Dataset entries
//! Builds the transaction that spends a frontier output and mines one more
//! character of a name.
//!
//! The spend always produces three protocol outputs: a restatement of the
//! frontier with the new character's bit set, a fresh frontier for the
//! extended prefix, and an inscription claiming the extended prefix under
//! the owner's script. Anything the caller appends after those three is
//! committed to by the witness.

use bitcoin::absolute::LockTime;
use bitcoin::transaction::Version;
use bitcoin::Amount;
use bitcoin::ScriptBuf;
use bitcoin::Sequence;
use bitcoin::Transaction;
use bitcoin::TxIn;
use bitcoin::TxOut;
use bitcoin::Witness;
use opns_common::impl_error_from;
use opns_common::Outpoint;

use crate::pow;
use crate::pow::Pow;
use crate::script::build_inscription;
use crate::script::set_claimed_bit;
use crate::script::Opns;
use crate::sighash;
use crate::sighash::SighashError;
use crate::DIFFICULTY;

#[derive(Debug)]
pub enum UnlockError {
    /// The character must keep the domain valid UTF-8 (in practice,
    /// printable ASCII).
    InvalidCharacter(u8),
    Sighash(SighashError),
}

impl core::fmt::Display for UnlockError {
    fn fmt(&self, f: &mut core::fmt::Formatter<'_>) -> core::fmt::Result {
        match self {
            UnlockError::InvalidCharacter(ch) => {
                write!(f, "character {ch:#04x} cannot extend a domain")
            }
            UnlockError::Sighash(e) => write!(f, "sighash: {e}"),
        }
    }
}

impl std::error::Error for UnlockError {}

impl_error_from!(UnlockError, SighashError, Sighash);

/// Witness builder for one frontier spend. Holds the mined solution so
/// [`OpnsUnlocker::sign`] stays deterministic.
#[derive(Debug, Clone)]
pub struct OpnsUnlocker {
    opns: Opns,
    ch: u8,
    owner_script: ScriptBuf,
    solution: Pow,
}

impl Opns {
    /// Mines `ch` at the protocol difficulty and builds the spending
    /// transaction. Expensive: blocks until the puzzle is solved.
    pub fn build_unlock_tx(
        &self,
        outpoint: &Outpoint,
        ch: u8,
        owner_script: &ScriptBuf,
    ) -> Result<(Transaction, OpnsUnlocker), UnlockError> {
        self.build_unlock_tx_at(outpoint, ch, owner_script, DIFFICULTY)
    }

    /// Same as [`Opns::build_unlock_tx`] with an explicit difficulty.
    pub fn build_unlock_tx_at(
        &self,
        outpoint: &Outpoint,
        ch: u8,
        owner_script: &ScriptBuf,
        difficulty: u32,
    ) -> Result<(Transaction, OpnsUnlocker), UnlockError> {
        let mut domain_bytes = self.domain.clone().into_bytes();
        domain_bytes.push(ch);
        let new_domain =
            String::from_utf8(domain_bytes).map_err(|_| UnlockError::InvalidCharacter(ch))?;

        let solution = pow::search(&self.pow, ch, difficulty);

        let mut tx = Transaction {
            version: Version::ONE,
            lock_time: LockTime::ZERO,
            input: vec![TxIn {
                previous_output: (*outpoint).into(),
                script_sig: ScriptBuf::new(),
                sequence: Sequence::MAX,
                witness: Witness::default(),
            }],
            output: Vec::with_capacity(3),
        };

        // Restatement: same prefix, bit `ch` now claimed.
        let claimed = set_claimed_bit(&self.claimed, ch);
        tx.output.push(TxOut {
            value: Amount::from_sat(1),
            script_pubkey: Opns::lock(&claimed, &self.domain, &solution.hash),
        });
        // Extension: fresh frontier for the longer prefix.
        tx.output.push(TxOut {
            value: Amount::from_sat(1),
            script_pubkey: Opns::lock(&[0x00], &new_domain, &solution.hash),
        });
        // Inscription: the claim itself, spendable by the owner.
        tx.output.push(TxOut {
            value: Amount::from_sat(1),
            script_pubkey: build_inscription(&new_domain, owner_script),
        });

        let unlocker = OpnsUnlocker {
            opns: self.clone(),
            ch,
            owner_script: owner_script.clone(),
            solution,
        };
        Ok((tx, unlocker))
    }
}

impl OpnsUnlocker {
    pub fn solution(&self) -> &Pow {
        &self.solution
    }

    /// Builds the unlocking script for input `input_index` of `tx`: the
    /// character, the nonce, the owner script, the serialized trailing
    /// outputs (index 3 onwards) and the sighash preimage, in push order.
    pub fn sign(&self, tx: &Transaction, input_index: usize) -> Result<ScriptBuf, UnlockError> {
        let mut unlock = Vec::new();
        crate::script::append_push(&mut unlock, &[self.ch]);
        crate::script::append_push(&mut unlock, &self.solution.nonce);
        crate::script::append_push(&mut unlock, self.owner_script.as_bytes());

        let mut trailing = Vec::new();
        if tx.output.len() > 3 {
            for output in &tx.output[3..] {
                trailing.extend_from_slice(&bitcoin::consensus::serialize(output));
            }
        }
        crate::script::append_push(&mut unlock, &trailing);

        let preimage = sighash::input_preimage(
            tx,
            input_index,
            &self.opns.locking_script,
            1,
            sighash::SIGHASH_ALL_ANYONECANPAY_FORKID,
        )?;
        crate::script::append_push(&mut unlock, &preimage);

        Ok(ScriptBuf::from_bytes(unlock))
    }

    /// Size of the unlocking script [`OpnsUnlocker::sign`] will produce.
    pub fn estimate_length(&self, tx: &Transaction, input_index: usize) -> Result<usize, UnlockError> {
        Ok(self.sign(tx, input_index)?.len())
    }
}
// SPDX-License-Identifier: MIT

//! Shared primitives for the OpNS overlay.
//!
//! Everything here is used by at least two of the higher-level crates: the
//! canonical [`Outpoint`] form that identifies outputs across storage and the
//! event index, the score scalar that orders topic memberships and event sets,
//! and a small error-conversion macro.

pub mod macros;

use core::fmt;
use std::str::FromStr;
use std::sync::atomic::AtomicU64;
use std::sync::atomic::Ordering;
use std::time::SystemTime;
use std::time::UNIX_EPOCH;

use bitcoin::hashes::Hash;
use bitcoin::Txid;
use serde::Deserialize;
use serde::Serialize;

/// Orders outputs within a topic and events within an event set.
///
/// Confirmed entries use [`block_score`]; unconfirmed ones use
/// [`unconfirmed_score`]. Both fit comfortably in a `u64`, so scores sort
/// correctly when encoded as big-endian bytes.
pub type Score = u64;

/// Score of a confirmed transaction: `height * 10^9 + index_in_block`.
pub fn block_score(height: u32, block_idx: u64) -> Score {
    height as u64 * 1_000_000_000 + block_idx
}

/// Score of an unconfirmed transaction: wall-clock nanoseconds.
///
/// Strictly increasing within one process, so two unconfirmed entries scored
/// by the same node never collide even if the clock stalls or steps back.
pub fn unconfirmed_score() -> Score {
    static LAST: AtomicU64 = AtomicU64::new(0);

    let now = SystemTime::now()
        .duration_since(UNIX_EPOCH)
        .map(|elapsed| elapsed.as_nanos() as u64)
        .unwrap_or(0);

    let mut candidate = now;
    let _ = LAST.fetch_update(Ordering::AcqRel, Ordering::Acquire, |last| {
        candidate = now.max(last + 1);
        Some(candidate)
    });
    candidate
}

/// A 36-byte transaction output identifier.
///
/// The byte form is the txid in little-endian wire order followed by the
/// output index as a little-endian `u32`, matching the outpoint encoding
/// inside a transaction. The canonical text form is `<hex-txid>_<index>`,
/// which is what goes into event sets and topic memberships.
#[derive(
    Debug, Clone, Copy, PartialEq, Eq, Hash, PartialOrd, Ord, Serialize, Deserialize,
)]
pub struct Outpoint {
    pub txid: Txid,
    pub vout: u32,
}

impl Default for Outpoint {
    fn default() -> Self {
        Outpoint {
            txid: Txid::from_byte_array([0u8; 32]),
            vout: 0,
        }
    }
}

impl Outpoint {
    /// Length of the serialized form.
    pub const SIZE: usize = 36;

    pub fn new(txid: Txid, vout: u32) -> Self {
        Outpoint { txid, vout }
    }

    pub fn to_bytes(&self) -> [u8; Self::SIZE] {
        let mut bytes = [0u8; Self::SIZE];
        bytes[..32].copy_from_slice(&self.txid.to_byte_array());
        bytes[32..].copy_from_slice(&self.vout.to_le_bytes());
        bytes
    }

    pub fn from_bytes(bytes: [u8; Self::SIZE]) -> Self {
        let mut txid = [0u8; 32];
        txid.copy_from_slice(&bytes[..32]);
        let mut vout = [0u8; 4];
        vout.copy_from_slice(&bytes[32..]);
        Outpoint {
            txid: Txid::from_byte_array(txid),
            vout: u32::from_le_bytes(vout),
        }
    }
}

impl fmt::Display for Outpoint {
    fn fmt(&self, f: &mut fmt::Formatter<'_>) -> fmt::Result {
        write!(f, "{}_{}", self.txid, self.vout)
    }
}

impl From<bitcoin::OutPoint> for Outpoint {
    fn from(outpoint: bitcoin::OutPoint) -> Self {
        Outpoint {
            txid: outpoint.txid,
            vout: outpoint.vout,
        }
    }
}

impl From<Outpoint> for bitcoin::OutPoint {
    fn from(outpoint: Outpoint) -> Self {
        bitcoin::OutPoint {
            txid: outpoint.txid,
            vout: outpoint.vout,
        }
    }
}

#[derive(Debug, Clone, PartialEq, Eq)]
pub enum OutpointParseError {
    /// The `_` between txid and index is missing.
    MissingSeparator,
    InvalidTxid(bitcoin::hashes::hex::HexToArrayError),
    InvalidIndex(std::num::ParseIntError),
}

impl fmt::Display for OutpointParseError {
    fn fmt(&self, f: &mut fmt::Formatter<'_>) -> fmt::Result {
        match self {
            OutpointParseError::MissingSeparator => {
                write!(f, "expected <txid>_<vout>")
            }
            OutpointParseError::InvalidTxid(e) => write!(f, "invalid txid: {e}"),
            OutpointParseError::InvalidIndex(e) => write!(f, "invalid output index: {e}"),
        }
    }
}

impl std::error::Error for OutpointParseError {}

impl FromStr for Outpoint {
    type Err = OutpointParseError;

    fn from_str(s: &str) -> Result<Self, Self::Err> {
        let (txid, vout) = s
            .split_once('_')
            .ok_or(OutpointParseError::MissingSeparator)?;
        Ok(Outpoint {
            txid: Txid::from_str(txid).map_err(OutpointParseError::InvalidTxid)?,
            vout: vout.parse().map_err(OutpointParseError::InvalidIndex)?,
        })
    }
}
//! The durable pending queue the drivers hand transactions through.
//!
//! Entries are keyed by zero-padded score then txid, so iteration yields
//! them in `(height, block index)` order. A side marker per txid keeps
//! membership unique across rescheduling, and the subscriber's resume
//! height lives next to the queue.

use bitcoin::Txid;
use kv::Bucket;
use kv::Store;
use opns_common::Score;

use crate::error::NodeError;

pub struct PendingQueue {
    entries: Bucket<'static, String, Vec<u8>>,
    meta: Bucket<'static, String, Vec<u8>>,
}

fn entry_key(score: Score, txid: &Txid) -> String {
    format!("{score:020}:{txid}")
}

fn marker_key(txid: &Txid) -> String {
    format!("queued:{txid}")
}

fn progress_key(subscription: &str) -> String {
    format!("progress:{subscription}")
}

impl PendingQueue {
    pub fn new(store: &Store) -> Result<PendingQueue, NodeError> {
        Ok(PendingQueue {
            entries: store.bucket(Some("pending"))?,
            meta: store.bucket(Some("queue_meta"))?,
        })
    }

    /// Schedules `txid` at `score`. Re-pushing moves it instead of
    /// duplicating it.
    pub fn push(&self, txid: &Txid, score: Score) -> Result<(), NodeError> {
        if let Some(existing) = self.scheduled_score(txid)? {
            if existing == score {
                return Ok(());
            }
            self.entries.remove(&entry_key(existing, txid))?;
        }
        self.entries
            .set(&entry_key(score, txid), &txid.to_string().into_bytes())?;
        self.meta
            .set(&marker_key(txid), &score.to_string().into_bytes())?;
        self.entries.flush()?;
        self.meta.flush()?;
        Ok(())
    }

    pub fn remove(&self, txid: &Txid) -> Result<(), NodeError> {
        if let Some(score) = self.scheduled_score(txid)? {
            self.entries.remove(&entry_key(score, txid))?;
            self.meta.remove(&marker_key(txid))?;
            self.entries.flush()?;
            self.meta.flush()?;
        }
        Ok(())
    }

    pub fn scheduled_score(&self, txid: &Txid) -> Result<Option<Score>, NodeError> {
        let Some(raw) = self.meta.get(&marker_key(txid))? else {
            return Ok(None);
        };
        let digits =
            String::from_utf8(raw).map_err(|e| NodeError::CorruptQueue(e.to_string()))?;
        digits
            .parse()
            .map(Some)
            .map_err(|e| NodeError::CorruptQueue(format!("score {digits}: {e}")))
    }

    /// Everything queued, in score order. A snapshot: the queue may be
    /// pushed to while the caller works through it.
    pub fn drain_ordered(&self) -> Result<Vec<(Score, Txid)>, NodeError> {
        let mut pending = Vec::new();
        for item in self.entries.iter() {
            let item = item?;
            let key = item.key::<String>()?;
            let (score, txid) = key
                .split_once(':')
                .ok_or_else(|| NodeError::CorruptQueue(key.clone()))?;
            let score: Score = score
                .parse()
                .map_err(|e| NodeError::CorruptQueue(format!("{key}: {e}")))?;
            let txid: Txid = txid
                .parse()
                .map_err(|e| NodeError::CorruptQueue(format!("{key}: {e}")))?;
            pending.push((score, txid));
        }
        Ok(pending)
    }

    pub fn len(&self) -> Result<usize, NodeError> {
        Ok(self.entries.iter().count())
    }

    pub fn is_empty(&self) -> Result<bool, NodeError> {
        Ok(self.entries.iter().next().is_none())
    }

    /// Resume height of a feed subscription.
    pub fn progress(&self, subscription: &str) -> Result<Option<u32>, NodeError> {
        let Some(raw) = self.meta.get(&progress_key(subscription))? else {
            return Ok(None);
        };
        let digits =
            String::from_utf8(raw).map_err(|e| NodeError::CorruptQueue(e.to_string()))?;
        digits
            .parse()
            .map(Some)
            .map_err(|e| NodeError::CorruptQueue(format!("progress {digits}: {e}")))
    }

    pub fn set_progress(&self, subscription: &str, height: u32) -> Result<(), NodeError> {
        self.meta
            .set(&progress_key(subscription), &height.to_string().into_bytes())?;
        self.meta.flush()?;
        Ok(())
    }
}

#[cfg(test)]
mod tests {
    use bitcoin::hashes::Hash;
    use kv::Config;
    use opns_common::block_score;

    use super::*;

    fn get_test_queue() -> PendingQueue {
        let test_id = rand::random::<u32>();
        let store = Store::new(Config::new(format!("./tmp-db/{test_id}.queue/"))).unwrap();
        PendingQueue::new(&store).unwrap()
    }

    fn txid(tag: u8) -> Txid {
        Txid::from_byte_array([tag; 32])
    }

    #[test]
    fn test_queue_orders_by_score() {
        let queue = get_test_queue();
        queue.push(&txid(1), block_score(30, 0)).unwrap();
        queue.push(&txid(2), block_score(10, 5)).unwrap();
        queue.push(&txid(3), block_score(10, 2)).unwrap();

        let pending = queue.drain_ordered().unwrap();
        let order: Vec<Txid> = pending.iter().map(|(_, txid)| *txid).collect();
        assert_eq!(order, vec![txid(3), txid(2), txid(1)]);
    }

    #[test]
    fn test_push_is_idempotent_and_moves() {
        let queue = get_test_queue();
        queue.push(&txid(4), 100).unwrap();
        queue.push(&txid(4), 100).unwrap();
        assert_eq!(queue.len().unwrap(), 1);

        queue.push(&txid(4), 50).unwrap();
        let pending = queue.drain_ordered().unwrap();
        assert_eq!(pending, vec![(50, txid(4))]);
    }

    #[test]
    fn test_remove() {
        let queue = get_test_queue();
        queue.push(&txid(5), 10).unwrap();
        queue.remove(&txid(5)).unwrap();
        assert!(queue.is_empty().unwrap());
        // Removing an unknown txid is a no-op.
        queue.remove(&txid(6)).unwrap();
    }

    #[test]
    fn test_progress_round_trip() {
        let queue = get_test_queue();
        assert_eq!(queue.progress("sub").unwrap(), None);
        queue.set_progress("sub", 800_000).unwrap();
        assert_eq!(queue.progress("sub").unwrap(), Some(800_000));
    }
}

» **Task description**
Tally up the lines holding the word "OutpointParseError" in the data above, and answer with that figure only.

» **Result of the exercise**
10